Provavelmente, o autor do Quarto Evangelho quis descrever, através destas figuras, o impacto produzido nos discípulos pela morte de Jesus e as diferentes disposições existentes entre os membros da comunidade cristã. Em geral Pedro representa, nos Evangelhos, o discípulo obstinado, para quem a morte significa fracasso e que se recusa a aceitar que a vida nova passe pela humilhação da cruz (Jo 13,6-8.36-38; 18,16.17.18.25-27; cf. Mc 8,32-33; Mt 16,22-23). Ao contrário, o “outro discípulo” é o “discípulo amado”, que está sempre próximo de Jesus, que faz a experiência do amor de Jesus; por isso, corre ao seu encontro de forma mais decidida e “percebe” – porque só quem ama muito percebe certas coisas que passam despercebidas aos outros – que a morte não pôs fim à vida.

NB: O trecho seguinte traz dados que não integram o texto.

//! # Order Repository
//!
//! Records committed checkouts. An order is written exactly once, between
//! the claim step and the commit step of checkout: licenses are only marked
//! sold once the order row durably exists, so a sold license always has an
//! order to point at.

use chrono::Utc;
use sqlx::SqlitePool;
use tracing::info;
use uuid::Uuid;

use crate::error::DbResult;
use keyfront_core::{Cart, Order, OrderItem};

const ORDER_COLUMNS: &str = "id, user_id, total_amount_cents, total_items, created_at";

const ORDER_ITEM_COLUMNS: &str =
    "id, order_id, product_id, sku_id, name, price_cents, quantity, subtotal_cents";

/// Repository for order database operations.
#[derive(Debug, Clone)]
pub struct OrderRepository {
    pool: SqlitePool,
}

impl OrderRepository {
    /// Creates a new OrderRepository.
    pub fn new(pool: SqlitePool) -> Self {
        OrderRepository { pool }
    }

    /// Records an order from a cart snapshot.
    ///
    /// The order header and every line row are inserted in one transaction;
    /// totals and prices are copied from the cart lines, which were frozen
    /// from the catalog when the user added them.
    pub async fn create_from_cart(&self, cart: &Cart) -> DbResult<Order> {
        let now = Utc::now();
        let order = Order {
            id: Uuid::new_v4().to_string(),
            user_id: cart.user_id.clone(),
            total_amount_cents: cart.total_amount_cents,
            total_items: cart.total_items,
            created_at: now,
        };

        let mut tx = self.pool.begin().await?;

        sqlx::query(
            r#"
            INSERT INTO orders (id, user_id, total_amount_cents, total_items, created_at)
            VALUES (?1, ?2, ?3, ?4, ?5)
            "#,
        )
        .bind(&order.id)
        .bind(&order.user_id)
        .bind(order.total_amount_cents)
        .bind(order.total_items)
        .bind(order.created_at)
        .execute(&mut *tx)
        .await?;

        for item in &cart.items {
            sqlx::query(
                r#"
                INSERT INTO order_items (
                    id, order_id, product_id, sku_id, name,
                    price_cents, quantity, subtotal_cents
                ) VALUES (?1, ?2, ?3, ?4, ?5, ?6, ?7, ?8)
                "#,
            )
            .bind(Uuid::new_v4().to_string())
            .bind(&order.id)
            .bind(&item.product_id)
            .bind(&item.sku_id)
            .bind(&item.name)
            .bind(item.price_cents)
            .bind(item.quantity)
            .bind(item.subtotal_cents)
            .execute(&mut *tx)
            .await?;
        }

        tx.commit().await?;

        info!(
            order_id = %order.id,
            user_id = %order.user_id,
            total_cents = order.total_amount_cents,
            items = cart.items.len(),
            "Order recorded"
        );
        Ok(order)
    }

    /// Gets an order by ID.
    pub async fn get_by_id(&self, id: &str) -> DbResult<Option<Order>> {
        let order = sqlx::query_as::<_, Order>(&format!(
            "SELECT {ORDER_COLUMNS} FROM orders WHERE id = ?1"
        ))
        .bind(id)
        .fetch_optional(&self.pool)
        .await?;

        Ok(order)
    }

    /// Lists the line items of an order.
    pub async fn items(&self, order_id: &str) -> DbResult<Vec<OrderItem>> {
        let items = sqlx::query_as::<_, OrderItem>(&format!(
            "SELECT {ORDER_ITEM_COLUMNS} FROM order_items WHERE order_id = ?1 ORDER BY id"
        ))
        .bind(order_id)
        .fetch_all(&self.pool)
        .await?;

        Ok(items)
    }

    /// Lists a user's orders, newest first.
    pub async fn list_for_user(&self, user_id: &str, limit: u32) -> DbResult<Vec<Order>> {
        let orders = sqlx::query_as::<_, Order>(&format!(
            "SELECT {ORDER_COLUMNS} FROM orders \
             WHERE user_id = ?1 ORDER BY created_at DESC LIMIT ?2"
        ))
        .bind(user_id)
        .bind(limit)
        .fetch_all(&self.pool)
        .await?;

        Ok(orders)
    }

    /// Deletes an order and its items (compensation for a failed checkout).
    ///
    /// Only called while no license points at the order, so no dangling
    /// references can result.
    pub async fn delete(&self, order_id: &str) -> DbResult<()> {
        let mut tx = self.pool.begin().await?;

        sqlx::query("DELETE FROM order_items WHERE order_id = ?1")
            .bind(order_id)
            .execute(&mut *tx)
            .await?;

        sqlx::query("DELETE FROM orders WHERE id = ?1")
            .bind(order_id)
            .execute(&mut *tx)
            .await?;

        tx.commit().await?;

        info!(order_id = %order_id, "Order deleted (checkout compensation)");
        Ok(())
    }
}
//! API error type and the error → HTTP status mapping.
//!
//! ## Status Mapping
//! ```text
//! ┌─────────────────────────────────────────────────────────────────────────┐
//! │                    Error → Status Mapping                                │
//! │                                                                         │
//! │  400  invalid input, empty cart        (the request itself is wrong)    │
//! │  404  unknown SKU, line not in cart    (the thing isn't there)          │
//! │  409  insufficient stock, state clash  (correct request, lost the race) │
//! │  503  transient conflict, timeout      (try the same request again)     │
//! │  500  everything else                  (our fault)                      │
//! └─────────────────────────────────────────────────────────────────────────┘
//! ```
//!
//! A 409 for stock is final for the current pool; a 503 is an invitation
//! to retry unchanged. The body always carries a machine-readable `code`.

use axum::http::StatusCode;
use axum::response::{IntoResponse, Response};
use axum::Json;
use serde_json::json;
use thiserror::Error;
use tracing::error;

use keyfront_core::CoreError;
use keyfront_checkout::CheckoutError;
use keyfront_db::DbError;

/// API-level errors.
#[derive(Debug, Error)]
pub enum ApiError {
    /// The x-user-id header is missing or empty.
    #[error("Missing or empty x-user-id header")]
    MissingUserHeader,

    /// Anything the engine reported.
    #[error(transparent)]
    Checkout(#[from] CheckoutError),
}

impl From<CoreError> for ApiError {
    fn from(err: CoreError) -> Self {
        ApiError::Checkout(CheckoutError::Core(err))
    }
}

impl From<DbError> for ApiError {
    fn from(err: DbError) -> Self {
        ApiError::Checkout(CheckoutError::from(err))
    }
}

impl IntoResponse for ApiError {
    fn into_response(self) -> Response {
        let (status, code, extra) = match &self {
            ApiError::MissingUserHeader => {
                (StatusCode::BAD_REQUEST, "invalid_argument", None)
            }

            ApiError::Checkout(err) => match err {
                CheckoutError::EmptyCart => (StatusCode::BAD_REQUEST, "empty_cart", None),

                CheckoutError::SkuNotFound(_) => (StatusCode::NOT_FOUND, "not_found", None),

                CheckoutError::InsufficientStock {
                    sku_id,
                    requested,
                    available,
                } => (
                    StatusCode::CONFLICT,
                    "insufficient_stock",
                    Some(json!({
                        "sku_id": sku_id,
                        "requested": requested,
                        "available": available,
                    })),
                ),

                CheckoutError::InvalidState(_) => (StatusCode::CONFLICT, "invalid_state", None),

                CheckoutError::Conflict(_) => {
                    (StatusCode::SERVICE_UNAVAILABLE, "transient_conflict", None)
                }
                CheckoutError::Timeout(_) => (StatusCode::SERVICE_UNAVAILABLE, "timeout", None),

                CheckoutError::Core(core) => match core {
                    CoreError::SkuNotFound(_)
                    | CoreError::LicenseNotFound(_)
                    | CoreError::ItemNotInCart { .. } => {
                        (StatusCode::NOT_FOUND, "not_found", None)
                    }
                    CoreError::InsufficientStock { .. } => {
                        (StatusCode::CONFLICT, "insufficient_stock", None)
                    }
                    CoreError::InvalidLicenseState { .. } => {
                        (StatusCode::CONFLICT, "invalid_state", None)
                    }
                    CoreError::EmptyCart => (StatusCode::BAD_REQUEST, "empty_cart", None),
                    CoreError::CartTooLarge { .. }
                    | CoreError::QuantityTooLarge { .. }
                    | CoreError::Validation(_) => {
                        (StatusCode::BAD_REQUEST, "invalid_argument", None)
                    }
                },

                CheckoutError::Db(DbError::NotFound { .. }) => {
                    (StatusCode::NOT_FOUND, "not_found", None)
                }
                CheckoutError::Db(db_err) => {
                    error!(error = %db_err, "Unhandled database error in request");
                    (StatusCode::INTERNAL_SERVER_ERROR, "internal", None)
                }
            },
        };

        let mut body = json!({
            "error": {
                "code": code,
                "message": self.to_string(),
            }
        });
        if let (Some(extra), Some(obj)) = (extra, body["error"].as_object_mut()) {
            if let Some(extra_obj) = extra.as_object() {
                for (k, v) in extra_obj {
                    obj.insert(k.clone(), v.clone());
                }
            }
        }

        (status, Json(body)).into_response()
    }
}

/// Result type for API handlers.
pub type ApiResult<T> = Result<T, ApiError>;
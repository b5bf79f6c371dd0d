//! HTTP route handlers.
//!
//! ## Route Map
//! ```text
//! GET    /health                   liveness + database reachability
//! GET    /cart                     current cart summary
//! POST   /cart/items               add a SKU (accumulates quantity)
//! PATCH  /cart/items/{sku_id}      set line quantity (0 removes)
//! DELETE /cart/items/{sku_id}      remove a line
//! DELETE /cart                     clear the cart
//! POST   /checkout                 convert the cart into an order
//! POST   /skus/{id}/licenses       admin: seed a license batch
//! GET    /skus/{id}/stock          available (unsold) license count
//! ```

pub mod cart;
pub mod checkout;
pub mod license;

use axum::routing::{get, post};
use axum::Router;

use crate::state::AppState;

/// Builds the application router.
pub fn router(state: AppState) -> Router {
    Router::new()
        .route("/health", get(health))
        .route("/cart", get(cart::get_cart).delete(cart::clear_cart))
        .route("/cart/items", post(cart::add_item))
        .route(
            "/cart/items/{sku_id}",
            axum::routing::patch(cart::update_item).delete(cart::remove_item),
        )
        .route("/checkout", post(checkout::checkout))
        .route("/skus/{id}/licenses", post(license::create_batch))
        .route("/skus/{id}/stock", get(license::stock))
        .with_state(state)
}

/// Liveness probe: verifies the database answers a trivial query.
async fn health(
    axum::extract::State(state): axum::extract::State<AppState>,
) -> axum::http::StatusCode {
    if state.db.health_check().await {
        axum::http::StatusCode::OK
    } else {
        axum::http::StatusCode::SERVICE_UNAVAILABLE
    }
}
//! # SKU Repository
//!
//! Database operations for the product catalog (read side of the engine).
//!
//! The storefront engine treats the catalog as a mostly-read collaborator:
//! cart additions validate the SKU and freeze its price/name from here,
//! never from client input. Administrative insert/soft-delete exist for
//! seeding and teardown.

use chrono::Utc;
use sqlx::SqlitePool;
use tracing::debug;
use uuid::Uuid;

use crate::error::{DbError, DbResult};
use keyfront_core::Sku;

/// All SKU columns, in the order the `Sku` struct expects.
const SKU_COLUMNS: &str = "id, product_id, code, name, price_cents, \
     is_lifetime, validity_days, is_active, created_at, updated_at";

/// Repository for SKU database operations.
///
/// ## Usage
/// ```rust,ignore
/// let repo = SkuRepository::new(pool);
///
/// let sku = repo.get_by_id("uuid-here").await?;
/// let all = repo.list_active(50).await?;
/// ```
#[derive(Debug, Clone)]
pub struct SkuRepository {
    pool: SqlitePool,
}

impl SkuRepository {
    /// Creates a new SkuRepository.
    pub fn new(pool: SqlitePool) -> Self {
        SkuRepository { pool }
    }

    /// Gets a SKU by its ID.
    ///
    /// ## Returns
    /// * `Ok(Some(Sku))` - SKU found
    /// * `Ok(None)` - SKU not found
    pub async fn get_by_id(&self, id: &str) -> DbResult<Option<Sku>> {
        let sku = sqlx::query_as::<_, Sku>(&format!(
            "SELECT {SKU_COLUMNS} FROM skus WHERE id = ?1"
        ))
        .bind(id)
        .fetch_optional(&self.pool)
        .await?;

        Ok(sku)
    }

    /// Gets a SKU by its business code (e.g. "PRO-1Y").
    pub async fn get_by_code(&self, code: &str) -> DbResult<Option<Sku>> {
        let sku = sqlx::query_as::<_, Sku>(&format!(
            "SELECT {SKU_COLUMNS} FROM skus WHERE code = ?1"
        ))
        .bind(code)
        .fetch_optional(&self.pool)
        .await?;

        Ok(sku)
    }

    /// Lists active SKUs sorted by name.
    pub async fn list_active(&self, limit: u32) -> DbResult<Vec<Sku>> {
        let skus = sqlx::query_as::<_, Sku>(&format!(
            "SELECT {SKU_COLUMNS} FROM skus WHERE is_active = 1 ORDER BY name LIMIT ?1"
        ))
        .bind(limit)
        .fetch_all(&self.pool)
        .await?;

        Ok(skus)
    }

    /// Inserts a new SKU.
    ///
    /// ## Returns
    /// * `Ok(Sku)` - Inserted SKU
    /// * `Err(DbError::UniqueViolation)` - code already exists
    pub async fn insert(&self, sku: &Sku) -> DbResult<Sku> {
        debug!(code = %sku.code, "Inserting SKU");

        sqlx::query(
            r#"
            INSERT INTO skus (
                id, product_id, code, name, price_cents,
                is_lifetime, validity_days, is_active,
                created_at, updated_at
            ) VALUES (?1, ?2, ?3, ?4, ?5, ?6, ?7, ?8, ?9, ?10)
            "#,
        )
        .bind(&sku.id)
        .bind(&sku.product_id)
        .bind(&sku.code)
        .bind(&sku.name)
        .bind(sku.price_cents)
        .bind(sku.is_lifetime)
        .bind(sku.validity_days)
        .bind(sku.is_active)
        .bind(sku.created_at)
        .bind(sku.updated_at)
        .execute(&self.pool)
        .await?;

        Ok(sku.clone())
    }

    /// Soft-deletes a SKU by setting is_active = false.
    ///
    /// ## Why Soft Delete?
    /// - Historical orders still reference this SKU
    /// - Sold licenses keep their provenance
    pub async fn soft_delete(&self, id: &str) -> DbResult<()> {
        debug!(id = %id, "Soft-deleting SKU");

        let now = Utc::now();

        let result = sqlx::query(
            r#"
            UPDATE skus
            SET is_active = 0, updated_at = ?2
            WHERE id = ?1
            "#,
        )
        .bind(id)
        .bind(now)
        .execute(&self.pool)
        .await?;

        if result.rows_affected() == 0 {
            return Err(DbError::not_found("Sku", id));
        }

        Ok(())
    }

    /// Counts active SKUs (for diagnostics).
    pub async fn count(&self) -> DbResult<i64> {
        let count: i64 = sqlx::query_scalar("SELECT COUNT(*) FROM skus WHERE is_active = 1")
            .fetch_one(&self.pool)
            .await?;

        Ok(count)
    }
}

/// Helper to generate a new SKU ID.
pub fn generate_sku_id() -> String {
    Uuid::new_v4().to_string()
}
//! Cart endpoints.
//!
//! Every mutation returns the full cart summary so the storefront can
//! re-render without a second round trip. Totals in the response are the
//! recomputed values from the same transaction as the mutation.

use axum::extract::{Path, State};
use axum::Json;
use serde::Deserialize;

use keyfront_core::Cart;

use crate::error::ApiResult;
use crate::state::{AppState, UserId};

/// Request body for POST /cart/items.
#[derive(Debug, Deserialize)]
pub struct AddItemRequest {
    pub sku_id: String,
    pub quantity: i64,
}

/// Request body for PATCH /cart/items/{sku_id}.
#[derive(Debug, Deserialize)]
pub struct UpdateItemRequest {
    pub quantity: i64,
}

/// GET /cart - the user's active cart (created empty if none).
pub async fn get_cart(State(state): State<AppState>, UserId(user_id): UserId) -> ApiResult<Json<Cart>> {
    let cart = state.carts.get_cart(&user_id).await?;
    Ok(Json(cart))
}

/// POST /cart/items - add a SKU, accumulating onto an existing line.
pub async fn add_item(
    State(state): State<AppState>,
    UserId(user_id): UserId,
    Json(req): Json<AddItemRequest>,
) -> ApiResult<Json<Cart>> {
    let cart = state
        .carts
        .add_item(&user_id, &req.sku_id, req.quantity)
        .await?;
    Ok(Json(cart))
}

/// PATCH /cart/items/{sku_id} - set a line's quantity; zero removes it.
pub async fn update_item(
    State(state): State<AppState>,
    UserId(user_id): UserId,
    Path(sku_id): Path<String>,
    Json(req): Json<UpdateItemRequest>,
) -> ApiResult<Json<Cart>> {
    let cart = state
        .carts
        .update_quantity(&user_id, &sku_id, req.quantity)
        .await?;
    Ok(Json(cart))
}

/// DELETE /cart/items/{sku_id} - drop a line.
pub async fn remove_item(
    State(state): State<AppState>,
    UserId(user_id): UserId,
    Path(sku_id): Path<String>,
) -> ApiResult<Json<Cart>> {
    let cart = state.carts.remove_item(&user_id, &sku_id).await?;
    Ok(Json(cart))
}

/// DELETE /cart - empty the cart, keeping it active.
pub async fn clear_cart(
    State(state): State<AppState>,
    UserId(user_id): UserId,
) -> ApiResult<Json<Cart>> {
    let cart = state.carts.clear(&user_id).await?;
    Ok(Json(cart))
}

Esse “outro discípulo” é, portanto, a imagem do discípulo ideal, que está em sintonia total com Jesus, que corre ao seu encontro com um total empenho, que compreende os sinais e que descobre (porque o amor leva à descoberta) que Jesus está vivo. Ele é o paradigma do Homem Novo, do homem recriado por Jesus.

ATUALIZAÇÃO
A reflexão pode partir dos seguintes dados:
• A lógica humana vai na linha da figura representada por Pedro: o amor partilhado até à morte, o serviço simples e sem pretensões, a entrega da vida, só conduzem ao fracasso e não são um caminho sólido e consistente para chegar ao êxito, ao triunfo, à glória; da cruz, do amor radical, da doação de si, não pode resultar realização, felicidade, vida plena. É verdade que é esta a perspectiva da cultura dominante; é verdade que é esta a perspectiva de muitos cristãos (representados na figura de Simão Pedro). Como me situo face a isto?
• A ressurreição de Jesus prova, precisamente, que a vida plena, a vida total, a transfiguração total da nossa realidade finita e das nossas capacidades limitadas passa pelo amor que se dá, com radicalidade, até às últimas consequências. Tenho consciência disso? É nessa direção que conduzo a caminhada da minha vida?
• Pela fé, pela esperança, pelo seguimento de Cristo e pelos sacramentos, a semente da ressurreição (o próprio Jesus) é depositada na realidade do homem/corpo. Revestidos de Cristo, somos nova criatura: estamos, portanto, a ressuscitar, até atingirmos a plenitude, a maturação plena, a vida total (quando ultrapassarmos a barreira da morte física). Aqui começa, pois, a nova humanidade.
• A figura de Pedro pode também representar, aqui, essa velha prudência dos responsáveis institucionais da Igreja, que os impede de ir à frente da caminhada do Povo de Deus, de arriscar, de aceitar os desafios, de aderir ao novo, ao desconcertante, ao incompreensível. O Evangelho de hoje sugere que é, precisamente aí que, tantas vezes, se revela o mistério de Deus e se encontram ecos de ressurreição e de vida nova.